## [Aim of the exercise]
Each line of the listing below containing the word "discard" should be returned.

** Extracted entries follows **

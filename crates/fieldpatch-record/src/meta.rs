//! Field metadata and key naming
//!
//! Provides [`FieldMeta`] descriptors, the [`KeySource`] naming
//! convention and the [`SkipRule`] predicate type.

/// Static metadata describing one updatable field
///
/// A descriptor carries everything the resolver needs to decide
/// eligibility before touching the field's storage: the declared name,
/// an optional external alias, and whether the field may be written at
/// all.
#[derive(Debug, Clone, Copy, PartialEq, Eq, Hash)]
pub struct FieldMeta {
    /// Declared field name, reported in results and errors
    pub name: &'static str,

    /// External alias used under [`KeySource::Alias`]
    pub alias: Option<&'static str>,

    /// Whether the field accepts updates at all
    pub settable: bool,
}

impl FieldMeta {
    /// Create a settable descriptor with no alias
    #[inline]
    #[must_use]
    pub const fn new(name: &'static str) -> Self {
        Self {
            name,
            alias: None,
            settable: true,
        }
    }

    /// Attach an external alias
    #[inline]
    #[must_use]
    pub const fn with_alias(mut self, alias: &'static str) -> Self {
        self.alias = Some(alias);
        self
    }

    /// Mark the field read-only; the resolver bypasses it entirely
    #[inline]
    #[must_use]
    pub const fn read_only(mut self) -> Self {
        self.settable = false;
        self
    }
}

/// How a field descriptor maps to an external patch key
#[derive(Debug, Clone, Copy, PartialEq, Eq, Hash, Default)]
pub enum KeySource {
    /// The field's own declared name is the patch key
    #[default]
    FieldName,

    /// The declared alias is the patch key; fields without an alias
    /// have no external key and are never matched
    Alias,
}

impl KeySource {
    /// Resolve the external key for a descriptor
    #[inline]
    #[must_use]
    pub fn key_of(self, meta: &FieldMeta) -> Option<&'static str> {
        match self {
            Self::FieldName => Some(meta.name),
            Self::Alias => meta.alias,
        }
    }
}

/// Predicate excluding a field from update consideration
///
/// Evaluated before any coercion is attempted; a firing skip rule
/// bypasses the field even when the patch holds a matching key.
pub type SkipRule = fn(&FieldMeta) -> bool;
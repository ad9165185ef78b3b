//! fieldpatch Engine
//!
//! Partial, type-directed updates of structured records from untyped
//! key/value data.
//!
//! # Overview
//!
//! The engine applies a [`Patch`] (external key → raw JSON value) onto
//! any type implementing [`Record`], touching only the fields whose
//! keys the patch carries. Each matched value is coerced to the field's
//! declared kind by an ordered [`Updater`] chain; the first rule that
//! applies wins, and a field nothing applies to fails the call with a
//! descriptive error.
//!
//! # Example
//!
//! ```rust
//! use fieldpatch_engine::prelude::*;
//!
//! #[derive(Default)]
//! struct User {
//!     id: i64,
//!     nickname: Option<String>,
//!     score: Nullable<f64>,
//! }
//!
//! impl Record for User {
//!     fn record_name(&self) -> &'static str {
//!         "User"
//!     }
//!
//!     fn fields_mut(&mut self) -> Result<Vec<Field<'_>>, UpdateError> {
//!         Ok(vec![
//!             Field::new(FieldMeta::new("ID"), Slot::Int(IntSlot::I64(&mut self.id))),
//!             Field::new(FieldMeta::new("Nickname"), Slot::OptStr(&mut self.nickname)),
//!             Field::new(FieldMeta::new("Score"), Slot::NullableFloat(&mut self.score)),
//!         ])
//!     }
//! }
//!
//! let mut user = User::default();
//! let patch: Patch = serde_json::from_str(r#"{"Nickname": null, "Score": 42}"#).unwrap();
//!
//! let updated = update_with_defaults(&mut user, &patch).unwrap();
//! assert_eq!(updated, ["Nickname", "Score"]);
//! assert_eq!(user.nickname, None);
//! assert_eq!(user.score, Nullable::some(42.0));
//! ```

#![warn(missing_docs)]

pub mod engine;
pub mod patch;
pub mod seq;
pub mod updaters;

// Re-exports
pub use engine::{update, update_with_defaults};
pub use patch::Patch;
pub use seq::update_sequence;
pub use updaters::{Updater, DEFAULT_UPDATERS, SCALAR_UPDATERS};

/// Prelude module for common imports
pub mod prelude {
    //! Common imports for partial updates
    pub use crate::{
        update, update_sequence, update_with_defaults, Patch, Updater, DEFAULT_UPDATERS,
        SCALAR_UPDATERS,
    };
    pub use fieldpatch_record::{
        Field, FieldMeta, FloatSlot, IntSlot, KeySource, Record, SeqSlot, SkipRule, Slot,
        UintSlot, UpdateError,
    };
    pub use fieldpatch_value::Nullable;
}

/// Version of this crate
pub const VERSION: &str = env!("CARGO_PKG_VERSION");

** End of Extracted entries **
** Extracted entries follows **

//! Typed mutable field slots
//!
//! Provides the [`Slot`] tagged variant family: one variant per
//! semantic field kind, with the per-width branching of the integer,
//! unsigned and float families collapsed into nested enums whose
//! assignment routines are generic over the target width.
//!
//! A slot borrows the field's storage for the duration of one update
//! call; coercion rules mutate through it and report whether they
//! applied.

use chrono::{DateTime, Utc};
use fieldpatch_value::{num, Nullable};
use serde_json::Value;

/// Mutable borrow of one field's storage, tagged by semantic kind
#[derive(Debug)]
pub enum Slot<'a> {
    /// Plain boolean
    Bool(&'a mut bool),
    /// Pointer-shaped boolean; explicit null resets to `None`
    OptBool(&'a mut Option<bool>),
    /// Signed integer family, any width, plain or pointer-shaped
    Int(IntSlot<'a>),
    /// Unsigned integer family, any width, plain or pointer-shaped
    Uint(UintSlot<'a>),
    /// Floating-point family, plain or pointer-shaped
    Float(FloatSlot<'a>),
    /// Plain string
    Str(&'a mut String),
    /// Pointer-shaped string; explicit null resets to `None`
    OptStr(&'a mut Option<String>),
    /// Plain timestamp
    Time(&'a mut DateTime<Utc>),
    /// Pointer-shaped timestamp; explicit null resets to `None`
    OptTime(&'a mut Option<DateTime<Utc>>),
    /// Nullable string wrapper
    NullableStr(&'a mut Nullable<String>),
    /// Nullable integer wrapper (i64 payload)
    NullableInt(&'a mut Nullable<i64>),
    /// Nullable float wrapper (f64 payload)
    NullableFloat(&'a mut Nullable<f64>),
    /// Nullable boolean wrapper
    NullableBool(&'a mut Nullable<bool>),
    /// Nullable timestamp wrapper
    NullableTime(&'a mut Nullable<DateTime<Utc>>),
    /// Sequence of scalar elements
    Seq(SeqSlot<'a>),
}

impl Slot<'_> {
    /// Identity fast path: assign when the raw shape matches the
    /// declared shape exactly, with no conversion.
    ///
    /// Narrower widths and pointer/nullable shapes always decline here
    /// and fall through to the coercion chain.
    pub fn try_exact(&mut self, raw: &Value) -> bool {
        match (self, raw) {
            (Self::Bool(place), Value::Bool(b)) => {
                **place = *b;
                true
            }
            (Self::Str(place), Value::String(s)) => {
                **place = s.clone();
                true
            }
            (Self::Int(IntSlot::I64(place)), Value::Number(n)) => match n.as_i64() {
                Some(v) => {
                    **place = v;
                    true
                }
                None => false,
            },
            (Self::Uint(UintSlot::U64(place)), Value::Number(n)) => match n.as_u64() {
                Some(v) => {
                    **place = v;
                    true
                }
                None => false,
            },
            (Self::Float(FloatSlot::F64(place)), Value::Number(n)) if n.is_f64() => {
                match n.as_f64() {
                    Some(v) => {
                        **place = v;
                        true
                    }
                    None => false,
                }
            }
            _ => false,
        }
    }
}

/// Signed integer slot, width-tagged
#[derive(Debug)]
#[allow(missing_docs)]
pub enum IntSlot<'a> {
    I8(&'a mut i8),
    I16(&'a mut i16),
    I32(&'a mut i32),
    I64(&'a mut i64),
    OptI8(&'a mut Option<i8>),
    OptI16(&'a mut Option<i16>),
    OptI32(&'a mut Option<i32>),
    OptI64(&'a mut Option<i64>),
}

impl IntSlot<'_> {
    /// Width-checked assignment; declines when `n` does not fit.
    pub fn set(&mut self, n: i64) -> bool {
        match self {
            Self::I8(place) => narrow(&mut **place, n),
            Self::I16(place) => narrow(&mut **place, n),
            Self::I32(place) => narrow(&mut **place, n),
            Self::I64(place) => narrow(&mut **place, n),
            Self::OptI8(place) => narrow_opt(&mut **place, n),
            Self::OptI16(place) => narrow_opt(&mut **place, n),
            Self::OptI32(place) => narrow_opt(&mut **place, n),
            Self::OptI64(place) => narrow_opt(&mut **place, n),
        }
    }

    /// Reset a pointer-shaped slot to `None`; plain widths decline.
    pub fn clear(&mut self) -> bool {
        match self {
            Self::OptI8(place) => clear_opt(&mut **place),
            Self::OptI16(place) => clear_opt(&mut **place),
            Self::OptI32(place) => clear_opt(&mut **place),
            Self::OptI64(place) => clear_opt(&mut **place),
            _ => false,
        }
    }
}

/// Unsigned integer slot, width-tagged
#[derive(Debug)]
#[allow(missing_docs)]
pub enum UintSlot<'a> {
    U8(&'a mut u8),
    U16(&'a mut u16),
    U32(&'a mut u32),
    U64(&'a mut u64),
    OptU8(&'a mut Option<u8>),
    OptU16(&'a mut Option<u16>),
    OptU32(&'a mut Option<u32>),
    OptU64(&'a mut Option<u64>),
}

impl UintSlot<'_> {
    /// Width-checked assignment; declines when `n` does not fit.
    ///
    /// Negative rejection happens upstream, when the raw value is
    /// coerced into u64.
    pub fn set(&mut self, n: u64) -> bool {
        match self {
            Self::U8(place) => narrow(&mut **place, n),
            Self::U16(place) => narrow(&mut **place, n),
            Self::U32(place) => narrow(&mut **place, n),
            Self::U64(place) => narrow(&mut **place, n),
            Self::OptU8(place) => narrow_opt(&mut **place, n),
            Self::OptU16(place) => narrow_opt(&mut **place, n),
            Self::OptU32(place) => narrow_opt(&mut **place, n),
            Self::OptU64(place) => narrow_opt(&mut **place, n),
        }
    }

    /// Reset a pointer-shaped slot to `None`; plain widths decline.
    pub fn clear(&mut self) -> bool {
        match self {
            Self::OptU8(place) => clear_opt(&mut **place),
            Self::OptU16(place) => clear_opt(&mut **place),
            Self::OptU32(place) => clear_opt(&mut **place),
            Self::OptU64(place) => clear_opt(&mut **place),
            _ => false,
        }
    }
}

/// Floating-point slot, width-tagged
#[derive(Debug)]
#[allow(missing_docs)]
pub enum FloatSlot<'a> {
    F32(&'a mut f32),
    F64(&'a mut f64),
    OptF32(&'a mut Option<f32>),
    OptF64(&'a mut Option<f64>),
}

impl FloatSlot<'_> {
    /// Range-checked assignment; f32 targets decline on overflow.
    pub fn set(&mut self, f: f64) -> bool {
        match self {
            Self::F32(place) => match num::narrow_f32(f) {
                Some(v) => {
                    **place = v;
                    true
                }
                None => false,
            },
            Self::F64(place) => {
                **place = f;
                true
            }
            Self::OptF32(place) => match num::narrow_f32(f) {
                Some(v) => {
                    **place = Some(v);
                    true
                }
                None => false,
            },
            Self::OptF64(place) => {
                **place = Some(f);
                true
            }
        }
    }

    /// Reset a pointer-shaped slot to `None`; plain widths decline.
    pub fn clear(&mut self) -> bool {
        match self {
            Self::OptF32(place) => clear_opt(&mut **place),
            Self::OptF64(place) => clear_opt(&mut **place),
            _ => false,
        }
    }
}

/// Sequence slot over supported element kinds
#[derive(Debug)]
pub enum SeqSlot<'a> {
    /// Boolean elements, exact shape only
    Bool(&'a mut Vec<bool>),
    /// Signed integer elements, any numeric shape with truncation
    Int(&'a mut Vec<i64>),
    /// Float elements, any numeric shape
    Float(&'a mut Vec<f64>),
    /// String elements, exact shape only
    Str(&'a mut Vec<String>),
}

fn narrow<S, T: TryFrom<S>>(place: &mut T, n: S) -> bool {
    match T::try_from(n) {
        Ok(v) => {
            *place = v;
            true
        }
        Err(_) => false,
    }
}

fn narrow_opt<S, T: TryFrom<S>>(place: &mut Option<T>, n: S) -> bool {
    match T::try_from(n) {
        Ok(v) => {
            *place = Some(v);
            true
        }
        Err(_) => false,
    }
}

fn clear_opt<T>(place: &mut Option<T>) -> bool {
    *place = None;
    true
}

** End of Extracted entries **
** Extracted entries follows **

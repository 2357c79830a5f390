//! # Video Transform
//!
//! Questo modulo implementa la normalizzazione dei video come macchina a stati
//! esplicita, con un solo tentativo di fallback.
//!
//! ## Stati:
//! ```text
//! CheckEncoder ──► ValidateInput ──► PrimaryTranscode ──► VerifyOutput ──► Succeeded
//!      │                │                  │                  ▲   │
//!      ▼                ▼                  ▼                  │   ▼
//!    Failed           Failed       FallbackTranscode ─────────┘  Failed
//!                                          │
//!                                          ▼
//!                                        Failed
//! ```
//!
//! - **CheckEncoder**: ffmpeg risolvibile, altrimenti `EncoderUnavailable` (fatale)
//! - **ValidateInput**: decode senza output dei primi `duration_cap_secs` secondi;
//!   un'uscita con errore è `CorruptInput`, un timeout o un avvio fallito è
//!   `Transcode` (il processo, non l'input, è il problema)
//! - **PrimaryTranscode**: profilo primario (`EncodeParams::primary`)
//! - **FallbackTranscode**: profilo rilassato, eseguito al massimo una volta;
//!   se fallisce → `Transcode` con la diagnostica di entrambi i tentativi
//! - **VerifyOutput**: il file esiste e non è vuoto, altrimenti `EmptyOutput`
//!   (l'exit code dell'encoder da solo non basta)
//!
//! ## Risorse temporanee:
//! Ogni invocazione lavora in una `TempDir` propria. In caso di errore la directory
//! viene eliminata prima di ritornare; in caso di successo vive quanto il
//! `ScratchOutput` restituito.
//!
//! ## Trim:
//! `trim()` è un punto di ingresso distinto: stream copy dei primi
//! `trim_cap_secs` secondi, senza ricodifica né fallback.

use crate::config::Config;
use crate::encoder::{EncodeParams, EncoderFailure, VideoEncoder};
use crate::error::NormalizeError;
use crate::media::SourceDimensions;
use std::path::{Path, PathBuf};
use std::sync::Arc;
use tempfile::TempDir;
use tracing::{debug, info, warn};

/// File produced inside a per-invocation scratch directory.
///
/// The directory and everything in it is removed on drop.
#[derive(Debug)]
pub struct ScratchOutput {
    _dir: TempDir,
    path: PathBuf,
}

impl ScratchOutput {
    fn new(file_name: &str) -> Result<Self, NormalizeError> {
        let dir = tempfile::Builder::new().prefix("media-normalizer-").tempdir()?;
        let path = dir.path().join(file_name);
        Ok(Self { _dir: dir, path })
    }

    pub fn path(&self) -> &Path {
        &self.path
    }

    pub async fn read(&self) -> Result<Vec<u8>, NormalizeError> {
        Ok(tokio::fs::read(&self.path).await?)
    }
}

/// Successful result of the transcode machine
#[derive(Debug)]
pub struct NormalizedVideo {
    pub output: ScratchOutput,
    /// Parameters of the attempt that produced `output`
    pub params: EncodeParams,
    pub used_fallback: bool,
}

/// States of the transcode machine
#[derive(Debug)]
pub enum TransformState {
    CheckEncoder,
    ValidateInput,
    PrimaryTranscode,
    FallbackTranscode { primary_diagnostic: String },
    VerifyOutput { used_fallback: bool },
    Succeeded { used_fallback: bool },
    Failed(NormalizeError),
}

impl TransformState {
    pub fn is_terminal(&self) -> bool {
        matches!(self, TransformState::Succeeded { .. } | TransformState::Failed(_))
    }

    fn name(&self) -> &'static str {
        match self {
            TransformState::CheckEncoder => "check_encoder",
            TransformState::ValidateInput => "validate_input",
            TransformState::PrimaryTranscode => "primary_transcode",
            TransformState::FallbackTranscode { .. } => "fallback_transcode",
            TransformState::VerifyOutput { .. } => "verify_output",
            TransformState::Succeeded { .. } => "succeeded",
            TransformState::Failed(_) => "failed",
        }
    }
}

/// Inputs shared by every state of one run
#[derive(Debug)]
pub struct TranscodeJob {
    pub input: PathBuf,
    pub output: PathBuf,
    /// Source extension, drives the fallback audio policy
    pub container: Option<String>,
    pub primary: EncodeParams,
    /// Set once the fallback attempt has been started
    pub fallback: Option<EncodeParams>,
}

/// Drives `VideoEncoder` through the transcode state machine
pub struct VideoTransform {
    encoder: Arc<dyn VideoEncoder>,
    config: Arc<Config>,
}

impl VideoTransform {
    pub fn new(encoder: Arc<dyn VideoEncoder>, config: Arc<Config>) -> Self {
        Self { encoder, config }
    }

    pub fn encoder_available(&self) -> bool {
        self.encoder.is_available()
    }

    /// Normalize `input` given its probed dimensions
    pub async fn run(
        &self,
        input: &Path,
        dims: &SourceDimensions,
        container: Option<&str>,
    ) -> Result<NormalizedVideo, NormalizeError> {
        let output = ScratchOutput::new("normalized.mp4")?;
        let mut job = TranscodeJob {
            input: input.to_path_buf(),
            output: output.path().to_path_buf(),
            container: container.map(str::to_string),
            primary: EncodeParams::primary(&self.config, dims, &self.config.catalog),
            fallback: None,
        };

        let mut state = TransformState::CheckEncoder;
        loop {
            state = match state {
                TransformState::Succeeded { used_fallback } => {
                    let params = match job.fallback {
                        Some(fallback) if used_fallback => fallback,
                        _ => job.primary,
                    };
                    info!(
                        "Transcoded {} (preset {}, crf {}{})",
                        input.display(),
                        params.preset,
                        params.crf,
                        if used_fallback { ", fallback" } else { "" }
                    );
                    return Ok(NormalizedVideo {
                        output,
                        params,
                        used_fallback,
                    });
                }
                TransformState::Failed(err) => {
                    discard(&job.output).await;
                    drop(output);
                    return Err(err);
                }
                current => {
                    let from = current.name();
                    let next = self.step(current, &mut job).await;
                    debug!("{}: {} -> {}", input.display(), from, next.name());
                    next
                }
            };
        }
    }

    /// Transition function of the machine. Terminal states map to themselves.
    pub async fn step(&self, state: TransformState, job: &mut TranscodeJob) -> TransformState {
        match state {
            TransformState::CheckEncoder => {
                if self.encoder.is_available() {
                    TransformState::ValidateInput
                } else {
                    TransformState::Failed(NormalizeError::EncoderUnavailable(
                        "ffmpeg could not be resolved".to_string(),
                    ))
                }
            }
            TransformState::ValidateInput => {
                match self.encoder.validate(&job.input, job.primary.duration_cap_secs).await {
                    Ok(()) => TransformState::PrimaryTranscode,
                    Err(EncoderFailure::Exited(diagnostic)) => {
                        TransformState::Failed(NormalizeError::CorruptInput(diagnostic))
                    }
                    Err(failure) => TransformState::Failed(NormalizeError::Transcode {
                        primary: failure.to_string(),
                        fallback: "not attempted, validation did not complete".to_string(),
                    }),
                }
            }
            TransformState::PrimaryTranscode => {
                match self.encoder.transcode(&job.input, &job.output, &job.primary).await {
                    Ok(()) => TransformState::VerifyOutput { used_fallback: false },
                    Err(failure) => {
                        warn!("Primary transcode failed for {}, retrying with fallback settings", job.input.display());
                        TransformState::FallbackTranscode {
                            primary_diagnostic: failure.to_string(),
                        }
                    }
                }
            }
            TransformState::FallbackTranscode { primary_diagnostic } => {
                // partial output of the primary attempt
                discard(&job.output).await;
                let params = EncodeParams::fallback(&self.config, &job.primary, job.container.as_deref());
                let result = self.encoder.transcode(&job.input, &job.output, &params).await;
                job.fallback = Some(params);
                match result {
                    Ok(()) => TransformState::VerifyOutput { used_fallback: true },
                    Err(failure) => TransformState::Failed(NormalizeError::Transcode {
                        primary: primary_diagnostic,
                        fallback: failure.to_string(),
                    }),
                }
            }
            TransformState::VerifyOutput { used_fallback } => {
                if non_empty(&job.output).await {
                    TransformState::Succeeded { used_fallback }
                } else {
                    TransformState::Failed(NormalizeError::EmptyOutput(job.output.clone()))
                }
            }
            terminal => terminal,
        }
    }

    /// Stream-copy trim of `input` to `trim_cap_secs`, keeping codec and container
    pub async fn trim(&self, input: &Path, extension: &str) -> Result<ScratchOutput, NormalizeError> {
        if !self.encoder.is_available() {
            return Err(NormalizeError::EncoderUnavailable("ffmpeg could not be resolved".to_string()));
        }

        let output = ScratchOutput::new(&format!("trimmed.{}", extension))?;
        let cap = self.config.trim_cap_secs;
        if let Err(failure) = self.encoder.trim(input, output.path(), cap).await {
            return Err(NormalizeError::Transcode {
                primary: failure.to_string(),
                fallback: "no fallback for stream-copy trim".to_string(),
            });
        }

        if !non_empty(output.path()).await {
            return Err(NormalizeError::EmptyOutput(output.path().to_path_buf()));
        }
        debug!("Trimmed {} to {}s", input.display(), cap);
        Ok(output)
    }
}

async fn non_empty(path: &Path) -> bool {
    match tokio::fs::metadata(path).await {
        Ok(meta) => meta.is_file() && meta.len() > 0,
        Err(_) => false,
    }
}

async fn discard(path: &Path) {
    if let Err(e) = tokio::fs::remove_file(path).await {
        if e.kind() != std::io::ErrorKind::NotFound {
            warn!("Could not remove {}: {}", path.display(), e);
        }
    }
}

** End of Extracted entries **

## [Exercise response]
                    discard(&job.output).await;
                discard(&job.output).await;
async fn discard(path: &Path) {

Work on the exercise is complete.